═════ Extracted information

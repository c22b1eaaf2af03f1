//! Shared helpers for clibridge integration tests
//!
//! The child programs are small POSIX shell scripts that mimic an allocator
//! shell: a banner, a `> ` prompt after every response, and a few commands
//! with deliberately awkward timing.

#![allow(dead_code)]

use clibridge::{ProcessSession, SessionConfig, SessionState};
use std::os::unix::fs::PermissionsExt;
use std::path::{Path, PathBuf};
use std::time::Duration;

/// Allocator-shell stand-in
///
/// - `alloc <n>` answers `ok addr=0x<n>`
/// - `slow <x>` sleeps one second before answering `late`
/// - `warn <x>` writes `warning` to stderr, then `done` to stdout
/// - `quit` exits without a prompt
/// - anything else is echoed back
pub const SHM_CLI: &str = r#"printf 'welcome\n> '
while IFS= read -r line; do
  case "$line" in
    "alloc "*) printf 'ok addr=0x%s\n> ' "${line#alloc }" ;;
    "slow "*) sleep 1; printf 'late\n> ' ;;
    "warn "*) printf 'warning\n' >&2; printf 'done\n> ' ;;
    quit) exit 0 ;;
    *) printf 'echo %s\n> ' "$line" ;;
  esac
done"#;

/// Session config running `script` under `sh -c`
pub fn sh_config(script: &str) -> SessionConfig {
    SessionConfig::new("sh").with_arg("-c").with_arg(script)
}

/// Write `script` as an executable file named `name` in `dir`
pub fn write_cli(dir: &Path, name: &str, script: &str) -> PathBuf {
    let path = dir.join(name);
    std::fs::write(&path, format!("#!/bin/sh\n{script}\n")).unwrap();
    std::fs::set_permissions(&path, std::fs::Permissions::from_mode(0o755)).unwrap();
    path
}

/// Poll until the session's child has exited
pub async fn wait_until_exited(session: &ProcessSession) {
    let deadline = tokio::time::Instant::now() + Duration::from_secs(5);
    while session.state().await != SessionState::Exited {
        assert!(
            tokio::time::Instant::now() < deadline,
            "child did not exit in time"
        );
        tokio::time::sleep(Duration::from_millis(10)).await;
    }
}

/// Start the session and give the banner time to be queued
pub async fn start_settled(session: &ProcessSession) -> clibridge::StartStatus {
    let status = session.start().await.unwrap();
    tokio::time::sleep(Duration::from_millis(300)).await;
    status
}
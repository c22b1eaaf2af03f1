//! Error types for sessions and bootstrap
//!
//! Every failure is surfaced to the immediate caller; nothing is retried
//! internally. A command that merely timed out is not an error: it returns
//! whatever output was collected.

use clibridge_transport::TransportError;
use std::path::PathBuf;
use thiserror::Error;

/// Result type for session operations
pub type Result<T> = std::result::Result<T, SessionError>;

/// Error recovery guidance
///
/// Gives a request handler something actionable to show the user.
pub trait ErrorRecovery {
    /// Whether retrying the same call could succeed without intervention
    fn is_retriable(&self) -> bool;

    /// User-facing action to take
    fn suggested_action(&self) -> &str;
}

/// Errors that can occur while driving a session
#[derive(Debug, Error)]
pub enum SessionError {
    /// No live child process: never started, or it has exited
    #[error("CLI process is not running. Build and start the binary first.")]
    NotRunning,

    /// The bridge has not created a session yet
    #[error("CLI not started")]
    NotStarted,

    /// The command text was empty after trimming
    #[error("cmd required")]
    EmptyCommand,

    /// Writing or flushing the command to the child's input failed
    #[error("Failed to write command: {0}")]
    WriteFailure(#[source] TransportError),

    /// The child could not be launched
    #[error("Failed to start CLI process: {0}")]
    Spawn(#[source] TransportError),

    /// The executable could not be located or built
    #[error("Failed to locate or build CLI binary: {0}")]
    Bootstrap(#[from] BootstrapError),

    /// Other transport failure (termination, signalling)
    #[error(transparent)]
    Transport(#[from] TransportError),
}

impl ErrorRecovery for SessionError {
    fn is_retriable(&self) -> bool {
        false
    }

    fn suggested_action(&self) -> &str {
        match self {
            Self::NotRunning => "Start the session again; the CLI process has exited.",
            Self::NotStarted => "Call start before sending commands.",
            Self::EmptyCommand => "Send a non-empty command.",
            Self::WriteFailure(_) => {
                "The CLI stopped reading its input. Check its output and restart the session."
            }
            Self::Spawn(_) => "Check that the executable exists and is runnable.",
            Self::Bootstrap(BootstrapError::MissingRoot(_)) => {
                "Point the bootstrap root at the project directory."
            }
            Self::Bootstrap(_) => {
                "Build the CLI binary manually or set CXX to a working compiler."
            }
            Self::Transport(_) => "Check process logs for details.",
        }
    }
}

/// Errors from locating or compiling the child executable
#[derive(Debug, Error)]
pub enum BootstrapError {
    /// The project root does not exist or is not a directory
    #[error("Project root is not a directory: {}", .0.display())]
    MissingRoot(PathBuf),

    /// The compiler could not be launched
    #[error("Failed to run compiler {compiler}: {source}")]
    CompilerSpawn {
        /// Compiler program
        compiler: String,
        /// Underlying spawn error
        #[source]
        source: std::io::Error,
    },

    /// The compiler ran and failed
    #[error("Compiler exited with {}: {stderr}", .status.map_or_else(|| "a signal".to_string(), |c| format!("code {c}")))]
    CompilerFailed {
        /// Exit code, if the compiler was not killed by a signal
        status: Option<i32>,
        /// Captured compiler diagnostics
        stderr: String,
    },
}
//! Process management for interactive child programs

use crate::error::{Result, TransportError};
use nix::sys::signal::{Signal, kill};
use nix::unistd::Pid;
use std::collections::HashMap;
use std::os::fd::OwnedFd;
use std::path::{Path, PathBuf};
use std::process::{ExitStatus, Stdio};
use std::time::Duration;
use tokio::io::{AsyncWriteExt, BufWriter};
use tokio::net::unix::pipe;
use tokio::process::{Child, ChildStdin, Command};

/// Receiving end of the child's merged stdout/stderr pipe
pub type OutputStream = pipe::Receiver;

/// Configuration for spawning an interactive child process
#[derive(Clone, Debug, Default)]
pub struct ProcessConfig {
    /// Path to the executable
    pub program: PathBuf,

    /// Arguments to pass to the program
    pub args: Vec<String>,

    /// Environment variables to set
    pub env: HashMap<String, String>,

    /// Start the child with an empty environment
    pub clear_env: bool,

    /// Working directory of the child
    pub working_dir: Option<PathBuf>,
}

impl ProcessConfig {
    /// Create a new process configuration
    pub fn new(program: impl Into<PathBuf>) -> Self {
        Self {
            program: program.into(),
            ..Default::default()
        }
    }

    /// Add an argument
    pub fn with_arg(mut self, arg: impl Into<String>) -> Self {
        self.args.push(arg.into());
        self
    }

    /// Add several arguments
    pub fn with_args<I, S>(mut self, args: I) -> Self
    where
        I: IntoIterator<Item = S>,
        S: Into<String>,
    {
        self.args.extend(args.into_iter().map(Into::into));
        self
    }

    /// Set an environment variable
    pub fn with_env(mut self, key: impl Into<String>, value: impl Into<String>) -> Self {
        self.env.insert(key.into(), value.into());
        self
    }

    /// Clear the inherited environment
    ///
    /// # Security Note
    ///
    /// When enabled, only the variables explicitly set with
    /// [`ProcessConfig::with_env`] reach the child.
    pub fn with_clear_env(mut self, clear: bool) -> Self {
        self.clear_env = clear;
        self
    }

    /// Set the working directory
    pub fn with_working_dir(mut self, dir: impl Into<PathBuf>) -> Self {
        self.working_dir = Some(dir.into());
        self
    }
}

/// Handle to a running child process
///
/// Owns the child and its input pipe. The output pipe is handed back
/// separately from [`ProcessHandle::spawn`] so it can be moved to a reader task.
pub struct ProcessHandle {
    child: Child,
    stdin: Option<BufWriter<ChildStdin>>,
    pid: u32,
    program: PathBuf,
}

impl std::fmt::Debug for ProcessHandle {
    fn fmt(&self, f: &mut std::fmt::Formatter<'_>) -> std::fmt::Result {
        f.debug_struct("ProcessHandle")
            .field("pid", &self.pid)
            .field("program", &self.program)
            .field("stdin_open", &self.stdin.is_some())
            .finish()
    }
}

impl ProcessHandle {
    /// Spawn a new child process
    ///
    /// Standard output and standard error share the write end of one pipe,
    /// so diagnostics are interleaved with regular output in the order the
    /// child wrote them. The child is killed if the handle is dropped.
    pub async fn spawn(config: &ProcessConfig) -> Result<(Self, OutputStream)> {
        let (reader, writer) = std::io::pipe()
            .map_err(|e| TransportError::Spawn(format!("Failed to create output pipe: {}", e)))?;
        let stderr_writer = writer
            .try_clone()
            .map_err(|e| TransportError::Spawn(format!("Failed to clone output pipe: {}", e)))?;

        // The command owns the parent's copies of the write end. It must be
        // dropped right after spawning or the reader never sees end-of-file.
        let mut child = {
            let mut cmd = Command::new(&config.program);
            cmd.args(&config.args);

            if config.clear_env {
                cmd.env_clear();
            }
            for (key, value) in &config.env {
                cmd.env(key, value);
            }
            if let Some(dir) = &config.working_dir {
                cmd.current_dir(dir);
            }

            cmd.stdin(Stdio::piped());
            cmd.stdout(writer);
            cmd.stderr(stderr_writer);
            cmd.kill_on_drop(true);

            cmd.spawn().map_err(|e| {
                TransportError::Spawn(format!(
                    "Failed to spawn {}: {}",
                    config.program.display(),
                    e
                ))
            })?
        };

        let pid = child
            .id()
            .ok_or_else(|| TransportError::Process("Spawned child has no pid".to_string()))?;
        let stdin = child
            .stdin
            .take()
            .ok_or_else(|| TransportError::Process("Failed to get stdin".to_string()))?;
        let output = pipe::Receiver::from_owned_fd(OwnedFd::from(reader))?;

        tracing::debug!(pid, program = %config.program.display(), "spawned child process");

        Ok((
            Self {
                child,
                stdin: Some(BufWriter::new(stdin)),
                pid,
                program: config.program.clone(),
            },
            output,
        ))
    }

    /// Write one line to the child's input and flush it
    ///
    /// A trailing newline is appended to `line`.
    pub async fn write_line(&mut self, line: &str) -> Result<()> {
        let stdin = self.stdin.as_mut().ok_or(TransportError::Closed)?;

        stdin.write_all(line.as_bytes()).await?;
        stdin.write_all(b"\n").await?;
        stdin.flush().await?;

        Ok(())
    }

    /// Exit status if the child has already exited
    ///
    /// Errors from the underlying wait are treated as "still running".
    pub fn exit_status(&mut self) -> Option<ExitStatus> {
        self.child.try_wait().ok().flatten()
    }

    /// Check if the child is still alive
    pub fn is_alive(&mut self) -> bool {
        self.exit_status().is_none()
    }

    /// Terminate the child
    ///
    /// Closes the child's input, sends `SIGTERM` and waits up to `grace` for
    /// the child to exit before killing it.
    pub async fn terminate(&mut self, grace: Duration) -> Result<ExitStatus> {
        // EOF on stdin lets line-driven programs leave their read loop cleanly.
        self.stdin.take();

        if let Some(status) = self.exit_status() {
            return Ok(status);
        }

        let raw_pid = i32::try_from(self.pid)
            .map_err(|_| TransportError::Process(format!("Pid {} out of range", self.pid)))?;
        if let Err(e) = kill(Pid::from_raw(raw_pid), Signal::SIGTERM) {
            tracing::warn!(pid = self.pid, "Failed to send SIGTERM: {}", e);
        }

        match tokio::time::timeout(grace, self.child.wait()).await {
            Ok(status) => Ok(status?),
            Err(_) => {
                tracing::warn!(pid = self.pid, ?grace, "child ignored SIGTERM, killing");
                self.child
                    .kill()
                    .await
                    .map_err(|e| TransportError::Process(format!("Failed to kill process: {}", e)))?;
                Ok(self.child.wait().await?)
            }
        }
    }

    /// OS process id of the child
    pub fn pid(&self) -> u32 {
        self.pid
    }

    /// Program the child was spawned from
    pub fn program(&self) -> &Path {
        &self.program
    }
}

══════════

Exercise aim: Retype exactly, and only, the lines above from the one where "the order the" occurs up to and including the one where "cmd.stderr(stderr_writer);" occurs.

Answer to this problem:
    /// so diagnostics are interleaved with regular output in the order the
    /// child wrote them. The child is killed if the handle is dropped.
    pub async fn spawn(config: &ProcessConfig) -> Result<(Self, OutputStream)> {
        let (reader, writer) = std::io::pipe()
            .map_err(|e| TransportError::Spawn(format!("Failed to create output pipe: {}", e)))?;
        let stderr_writer = writer
            .try_clone()
            .map_err(|e| TransportError::Spawn(format!("Failed to clone output pipe: {}", e)))?;

        // The command owns the parent's copies of the write end. It must be
        // dropped right after spawning or the reader never sees end-of-file.
        let mut child = {
            let mut cmd = Command::new(&config.program);
            cmd.args(&config.args);

            if config.clear_env {
                cmd.env_clear();
            }
            for (key, value) in &config.env {
                cmd.env(key, value);
            }
            if let Some(dir) = &config.working_dir {
                cmd.current_dir(dir);
            }

            cmd.stdin(Stdio::piped());
            cmd.stdout(writer);
            cmd.stderr(stderr_writer);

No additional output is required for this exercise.